There so totally different in almost every aspect that there's hardly any point in comparing them

Dadaismus (Dada), Friday, 10 February 2006 17:35 (nineteen years ago)

Dylan = 60s
Bowie = 70s

Dadaismus (Dada), Friday, 10 February 2006 17:35 (nineteen years ago)

Dylan = 60s
Bowie = 70s

But Dylan's only a few years older isn't he?
Bowie's 1st release = 1964
Dylan's 1st release = 1961

Dylan's great, but in the final analysis I don't really buy into his rootsy, I-am-Woodie-Guthrie schtick, Bowie is more the man of the age.

jz, Friday, 10 February 2006 17:38 (nineteen years ago)

I really try to like Dylan but I'm too shallow. I'll try again in ten years, maybe.
B O W I E

p.j. (Henry), Friday, 10 February 2006 17:39 (nineteen years ago)

Yes but being born in 1941 was very different from being born in 1946 (xpost)

Dadaismus (Dada), Friday, 10 February 2006 17:40 (nineteen years ago)

I like Dylan, but I never listen to him and I don't find that my record collection is lacking for being Dylan-free. I'll go with Bowie, although personally to both chaps I'd prefer T. Rex and Neil Young.

gear (gear), Friday, 10 February 2006 17:44 (nineteen years ago)

Bowie, of course. (Can't stand Dylan.)

jaymc (jaymc), Friday, 10 February 2006 17:45 (nineteen years ago)

GROW UP JOHN

pssst - badass revolutionary art! (plsmith), Friday, 10 February 2006 17:45 (nineteen years ago)

It's a grandfather vs grandson question.

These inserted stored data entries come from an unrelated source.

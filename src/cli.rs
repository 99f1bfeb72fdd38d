// src/cli.rs

use crate::models::{Level, Location, LogType, Metric, TextField};
use clap::{ArgAction, Args, Parser, Subcommand};

#[derive(Parser, Debug)]
#[command(
    version,
    about = "trainlog - training journal for a youth baseball club",
    long_about = "trainlog keeps one training journal entry per player per day: session time, location, intensity, drill counts and feedback. Players record and review their own entries and dashboard; the coach (admin PIN) manages players and exports everything to a spreadsheet."
)]
pub struct Cli {
    #[command(flatten)]
    pub auth: AuthArgs,

    /// The session date (format: YYYY-MM-DD). Defaults to today.
    #[arg(long, global = true)]
    pub date: Option<String>,

    /// Increase log output on stderr (-v info, -vv debug). RUST_LOG overrides.
    #[arg(short, long, action = ArgAction::Count, global = true)]
    pub verbose: u8,

    #[command(subcommand)]
    pub command: Commands,
}

#[derive(Args, Debug, Default)]
pub struct AuthArgs {
    #[arg(short, long, global = true, env = "TRAINLOG_USER", help = "Player name (ID)")]
    pub user: Option<String>,

    #[arg(
        short,
        long,
        global = true,
        env = "TRAINLOG_PASSWORD",
        hide_env_values = true,
        help = "Player password"
    )]
    pub password: Option<String>,

    #[arg(long, global = true, help = "Admin PIN (takes precedence over --user)")]
    pub pin: Option<String>,
}

#[derive(Subcommand, Debug)]
pub enum Commands {
    /// Creates the database file and tables if they do not exist yet.
    Init,

    /// Saves the journal entry for the session date.
    /// Fields not given keep their saved value (or the default on the first save).
    Log(LogArgs),

    /// Edits one free-text field of the session date's entry in the default editor.
    Note {
        #[arg(value_enum, help = "The text field to edit")]
        field: TextField,
    },

    /// Shows the journal entry for the session date.
    Show,

    /// Weekly, monthly and yearly totals of one metric around the session date.
    Dash {
        #[arg(short, long, value_enum, default_value_t = Metric::Duration)]
        metric: Metric,

        #[arg(long, help = "Print the series as JSON instead of bar charts")]
        json: bool,

        /// Player to chart (admin only). Players always see their own data.
        #[arg(long, value_name = "NAME")]
        player: Option<String>,
    },

    /// Lists saved entries. Players see their own; the admin sees everyone's.
    List {
        #[arg(long, value_name = "NAME", help = "Only entries of this player (admin only)")]
        player: Option<String>,
    },

    /// Exports entries to an .xlsx spreadsheet.
    Export {
        #[arg(help = "Output file, e.g. training_logs.xlsx")]
        path: String,
    },

    /// Manages player accounts (admin only).
    #[command(subcommand)]
    User(UserCommands),
}

#[derive(Subcommand, Debug)]
pub enum UserCommands {
    /// Registers a player.
    Add { name: String, password: String },

    /// Removes a player account. Their journal entries are kept.
    Del {
        name: String,
        #[arg(short, long, help = "Skip the confirmation prompt")]
        yes: bool,
    },

    /// Lists registered players.
    List,
}

#[derive(Args, Debug, Default)]
pub struct LogArgs {
    #[arg(long, value_enum, hide = true)]
    pub kind: Option<LogType>,

    #[arg(short = 't', long, help = "Training time in minutes")]
    pub duration: Option<i64>,

    #[arg(short, long, value_enum)]
    pub location: Option<Location>,

    #[arg(short, long, value_enum)]
    pub intensity: Option<Level>,

    #[arg(short, long, value_enum)]
    pub satisfaction: Option<Level>,

    #[arg(long, help = "What the team practised")]
    pub team: Option<String>,

    #[arg(long, help = "Practice swings (reps)")]
    pub swing: Option<i64>,

    #[arg(long, help = "Live batting (minutes)")]
    pub live: Option<i64>,

    #[arg(long, help = "Defense drills (minutes)")]
    pub defense: Option<i64>,

    #[arg(long, help = "Pitching (pitches)")]
    pub pitching: Option<i64>,

    #[arg(long, help = "Running (minutes)")]
    pub running: Option<i64>,

    #[arg(long, help = "Bar hanging (minutes)")]
    pub hanging: Option<i64>,

    #[arg(long, help = "Other personal training")]
    pub etc: Option<String>,

    #[arg(long, help = "Coach feedback")]
    pub coach: Option<String>,

    #[arg(long, help = "What went well")]
    pub good: Option<String>,

    #[arg(long, help = "What to improve")]
    pub bad: Option<String>,

    #[arg(long, help = "Promise for next time")]
    pub promise: Option<String>,

    #[arg(short, long, help = "Free memo")]
    pub memo: Option<String>,

    #[arg(long, hide = true, help = "Tactical board image (data URL)")]
    pub image: Option<String>,
}
// src/session.rs

use crate::db;
use crate::error::{Result, TrainlogError};
use chrono::NaiveDate;
use rusqlite::Connection;
use tracing::{info, warn};

pub const ADMIN_USERNAME: &str = "admin";

/// Who is acting and on which day. Built once per invocation and handed to
/// every command handler.
#[derive(Debug, Clone, PartialEq, Eq)]
pub struct Session {
    pub username: String,
    pub is_admin: bool,
    pub current_date: NaiveDate,
}

impl Session {
    /// Player login. Username and password are compared exactly as typed.
    pub fn login(
        conn: &Connection,
        username: &str,
        password: &str,
        current_date: NaiveDate,
    ) -> Result<Self> {
        let user = db::get_user(conn, username)?;
        match user {
            Some(u) if u.password == password => {
                info!(username = %username, "Login succeeded");
                Ok(Self {
                    username: u.username,
                    is_admin: false,
                    current_date,
                })
            }
            _ => {
                warn!(username = %username, "Login failed");
                Err(TrainlogError::AuthenticationFailed)
            }
        }
    }

    /// Admin access through the configured PIN; no user row is involved.
    pub fn admin(pin: &str, expected_pin: &str, current_date: NaiveDate) -> Result<Self> {
        if expected_pin.is_empty() || pin != expected_pin {
            warn!("Admin PIN rejected");
            return Err(TrainlogError::AuthenticationFailed);
        }
        info!("Admin session opened");
        Ok(Self {
            username: ADMIN_USERNAME.to_string(),
            is_admin: true,
            current_date,
        })
    }

    pub fn require_admin(&self, action: &str) -> Result<()> {
        if self.is_admin {
            Ok(())
        } else {
            warn!(username = %self.username, action = %action, "Permission denied");
            Err(TrainlogError::PermissionDenied(format!(
                "'{}' requires the admin PIN",
                action
            )))
        }
    }

    /// Player-only actions (writing one's own journal). The admin session has no journal.
    pub fn require_player(&self, action: &str) -> Result<()> {
        if self.is_admin {
            Err(TrainlogError::PermissionDenied(format!(
                "'{}' needs a player login, not the admin PIN",
                action
            )))
        } else {
            Ok(())
        }
    }
}
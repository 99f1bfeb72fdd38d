// src/models.rs

use chrono::NaiveDate;
use clap::ValueEnum;
use std::fmt;
use std::str::FromStr;

use crate::error::TrainlogError;

/// A player account. Passwords are stored as entered.
#[derive(Debug, Clone, PartialEq, Eq)]
pub struct User {
    pub username: String,
    pub password: String,
}

#[derive(Debug, Clone, Copy, PartialEq, Eq, Hash, Default, ValueEnum)]
pub enum LogType {
    #[default]
    Daily,
    /// Present in the schema, not offered by the `log` command by default.
    Tactical,
}

impl LogType {
    pub fn as_str(&self) -> &'static str {
        match self {
            LogType::Daily => "daily",
            LogType::Tactical => "tactical",
        }
    }
}

impl fmt::Display for LogType {
    fn fmt(&self, f: &mut fmt::Formatter<'_>) -> fmt::Result {
        f.write_str(self.as_str())
    }
}

impl FromStr for LogType {
    type Err = TrainlogError;

    fn from_str(s: &str) -> Result<Self, Self::Err> {
        match s {
            "daily" => Ok(LogType::Daily),
            "tactical" => Ok(LogType::Tactical),
            other => Err(TrainlogError::InvalidInput(format!("Unknown log type: {}", other))),
        }
    }
}

#[derive(Debug, Clone, Copy, PartialEq, Eq, Default, ValueEnum)]
pub enum Location {
    #[default]
    Outdoor,
    Indoor,
    Home,
    Other,
}

impl Location {
    pub fn as_str(&self) -> &'static str {
        match self {
            Location::Outdoor => "outdoor",
            Location::Indoor => "indoor",
            Location::Home => "home",
            Location::Other => "other",
        }
    }

    pub fn label(&self) -> &'static str {
        match self {
            Location::Outdoor => "Outdoor field",
            Location::Indoor => "Indoor field",
            Location::Home => "Home",
            Location::Other => "Other",
        }
    }

    /// Unrecognised stored values fall back to the default, like an unset form field.
    pub fn from_stored(s: &str) -> Self {
        match s {
            "outdoor" => Location::Outdoor,
            "indoor" => Location::Indoor,
            "home" => Location::Home,
            "other" => Location::Other,
            _ => Location::default(),
        }
    }
}

/// Five-step scale shared by intensity and satisfaction.
#[derive(Debug, Clone, Copy, PartialEq, Eq, Default, ValueEnum)]
pub enum Level {
    Highest,
    High,
    #[default]
    Medium,
    Low,
    Lowest,
}

impl Level {
    pub fn as_str(&self) -> &'static str {
        match self {
            Level::Highest => "highest",
            Level::High => "high",
            Level::Medium => "medium",
            Level::Low => "low",
            Level::Lowest => "lowest",
        }
    }

    pub fn from_stored(s: &str) -> Self {
        match s {
            "highest" => Level::Highest,
            "high" => Level::High,
            "medium" => Level::Medium,
            "low" => Level::Low,
            "lowest" => Level::Lowest,
            _ => Level::default(),
        }
    }
}

/// One training session entry, unique per (username, date, log_type).
#[derive(Debug, Clone, PartialEq)]
pub struct TrainingLog {
    pub username: String,
    pub date: NaiveDate,
    pub log_type: LogType,
    pub duration: i64,
    pub location: Location,
    pub intensity: Level,
    pub satisfaction: Level,
    pub gudan_content: String,
    pub p_swing: i64,
    pub p_live: i64,
    pub p_defense: i64,
    pub p_pitching: i64,
    pub p_running: i64,
    pub p_hanging: i64,
    pub p_etc: String,
    pub coach_feedback: String,
    pub self_good: String,
    pub self_bad: String,
    pub promise: String,
    pub memo: String,
    pub tactical_image: String,
}

impl TrainingLog {
    /// An empty entry with the same defaults a fresh form starts from.
    pub fn new(username: &str, date: NaiveDate, log_type: LogType) -> Self {
        Self {
            username: username.to_string(),
            date,
            log_type,
            duration: 0,
            location: Location::default(),
            intensity: Level::default(),
            satisfaction: Level::default(),
            gudan_content: String::new(),
            p_swing: 0,
            p_live: 0,
            p_defense: 0,
            p_pitching: 0,
            p_running: 0,
            p_hanging: 0,
            p_etc: String::new(),
            coach_feedback: String::new(),
            self_good: String::new(),
            self_bad: String::new(),
            promise: String::new(),
            memo: String::new(),
            tactical_image: String::new(),
        }
    }

    pub fn date_str(&self) -> String {
        self.date.format(DATE_FORMAT).to_string()
    }

    pub fn metric(&self, metric: Metric) -> i64 {
        match metric {
            Metric::Duration => self.duration,
            Metric::Swing => self.p_swing,
            Metric::Live => self.p_live,
            Metric::Defense => self.p_defense,
            Metric::Pitching => self.p_pitching,
            Metric::Running => self.p_running,
            Metric::Hanging => self.p_hanging,
        }
    }

    pub fn text(&self, field: TextField) -> &str {
        match field {
            TextField::GudanContent => &self.gudan_content,
            TextField::Etc => &self.p_etc,
            TextField::CoachFeedback => &self.coach_feedback,
            TextField::SelfGood => &self.self_good,
            TextField::SelfBad => &self.self_bad,
            TextField::Promise => &self.promise,
            TextField::Memo => &self.memo,
        }
    }

    pub fn set_text(&mut self, field: TextField, value: String) {
        let slot = match field {
            TextField::GudanContent => &mut self.gudan_content,
            TextField::Etc => &mut self.p_etc,
            TextField::CoachFeedback => &mut self.coach_feedback,
            TextField::SelfGood => &mut self.self_good,
            TextField::SelfBad => &mut self.self_bad,
            TextField::Promise => &mut self.promise,
            TextField::Memo => &mut self.memo,
        };
        *slot = value;
    }
}

pub const DATE_FORMAT: &str = "%Y-%m-%d";

pub fn parse_date(s: &str) -> crate::error::Result<NaiveDate> {
    NaiveDate::parse_from_str(s.trim(), DATE_FORMAT).map_err(|_| {
        TrainlogError::InvalidInput(format!("Invalid date '{}'. Use YYYY-MM-DD.", s))
    })
}

/// Numeric fields the dashboard can chart.
#[derive(Debug, Clone, Copy, PartialEq, Eq, Default, ValueEnum)]
pub enum Metric {
    #[default]
    Duration,
    Swing,
    Live,
    Defense,
    Pitching,
    Running,
    Hanging,
}

impl Metric {
    pub const ALL: [Metric; 7] = [
        Metric::Duration,
        Metric::Swing,
        Metric::Live,
        Metric::Defense,
        Metric::Pitching,
        Metric::Running,
        Metric::Hanging,
    ];

    /// Column name in `training_logs`.
    pub fn column(&self) -> &'static str {
        match self {
            Metric::Duration => "duration",
            Metric::Swing => "p_swing",
            Metric::Live => "p_live",
            Metric::Defense => "p_defense",
            Metric::Pitching => "p_pitching",
            Metric::Running => "p_running",
            Metric::Hanging => "p_hanging",
        }
    }

    pub fn label(&self) -> &'static str {
        match self {
            Metric::Duration => "Total training time",
            Metric::Swing => "Practice swings",
            Metric::Live => "Live batting",
            Metric::Defense => "Defense drills",
            Metric::Pitching => "Pitching",
            Metric::Running => "Running",
            Metric::Hanging => "Bar hanging",
        }
    }

    pub fn unit(&self) -> &'static str {
        match self {
            Metric::Swing => "reps",
            Metric::Pitching => "pitches",
            _ => "min",
        }
    }
}

/// Free-text fields editable through `trainlog note`.
#[derive(Debug, Clone, Copy, PartialEq, Eq, ValueEnum)]
pub enum TextField {
    GudanContent,
    Etc,
    CoachFeedback,
    SelfGood,
    SelfBad,
    Promise,
    Memo,
}

#[cfg(test)]
mod tests {
    use super::*;

    #[test]
    fn unknown_stored_enums_fall_back_to_defaults() {
        assert_eq!(Location::from_stored("stadium"), Location::Outdoor);
        assert_eq!(Level::from_stored(""), Level::Medium);
        assert_eq!(Level::from_stored("lowest"), Level::Lowest);
    }

    #[test]
    fn log_type_parses_stored_names() {
        assert_eq!("daily".parse::<LogType>().unwrap(), LogType::Daily);
        assert_eq!("tactical".parse::<LogType>().unwrap(), LogType::Tactical);
        assert!("weekly".parse::<LogType>().is_err());
    }

    #[test]
    fn metric_accessor_matches_column() {
        let mut log = TrainingLog::new("kim", parse_date("2024-06-03").unwrap(), LogType::Daily);
        log.p_swing = 50;
        log.p_hanging = 3;
        assert_eq!(log.metric(Metric::Swing), 50);
        assert_eq!(log.metric(Metric::Hanging), 3);
        assert_eq!(log.metric(Metric::Duration), 0);
        assert_eq!(Metric::Swing.column(), "p_swing");
    }

    #[test]
    fn set_text_targets_one_field() {
        let mut log = TrainingLog::new("kim", parse_date("2024-06-03").unwrap(), LogType::Daily);
        log.set_text(TextField::CoachFeedback, "Keep your elbow up".to_string());
        assert_eq!(log.text(TextField::CoachFeedback), "Keep your elbow up");
        assert_eq!(log.text(TextField::Memo), "");
    }

    #[test]
    fn parse_date_rejects_bad_format() {
        assert!(parse_date("2024/06/03").is_err());
        assert_eq!(parse_date(" 2024-06-03 ").unwrap().to_string(), "2024-06-03");
    }
}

Dylan has no antecedents, so his accomplishment is greater. Plus Bowie has never had the political/social relevance Dylan used to wield. Finally, Bowie has a great voice and Dylan doesn't, point to Dylan for doing more with less.

JB Young, Friday, 10 February 2006 17:46 (nineteen years ago)

To be honest, Pete, hating Dylan is getting kind of old.

jaymc (jaymc), Friday, 10 February 2006 17:47 (nineteen years ago)

this is like comparing apples and oranges...
one thing is true, Dylan's lyrics at their peak are just about unbeatable

J. Lamphere (WatchMeJumpStart), Friday, 10 February 2006 17:48 (nineteen years ago)

Dylan has no antecedents

I doubt Bob Dylan would agree with you

Dadaismus (Dada), Friday, 10 February 2006 17:48 (nineteen years ago)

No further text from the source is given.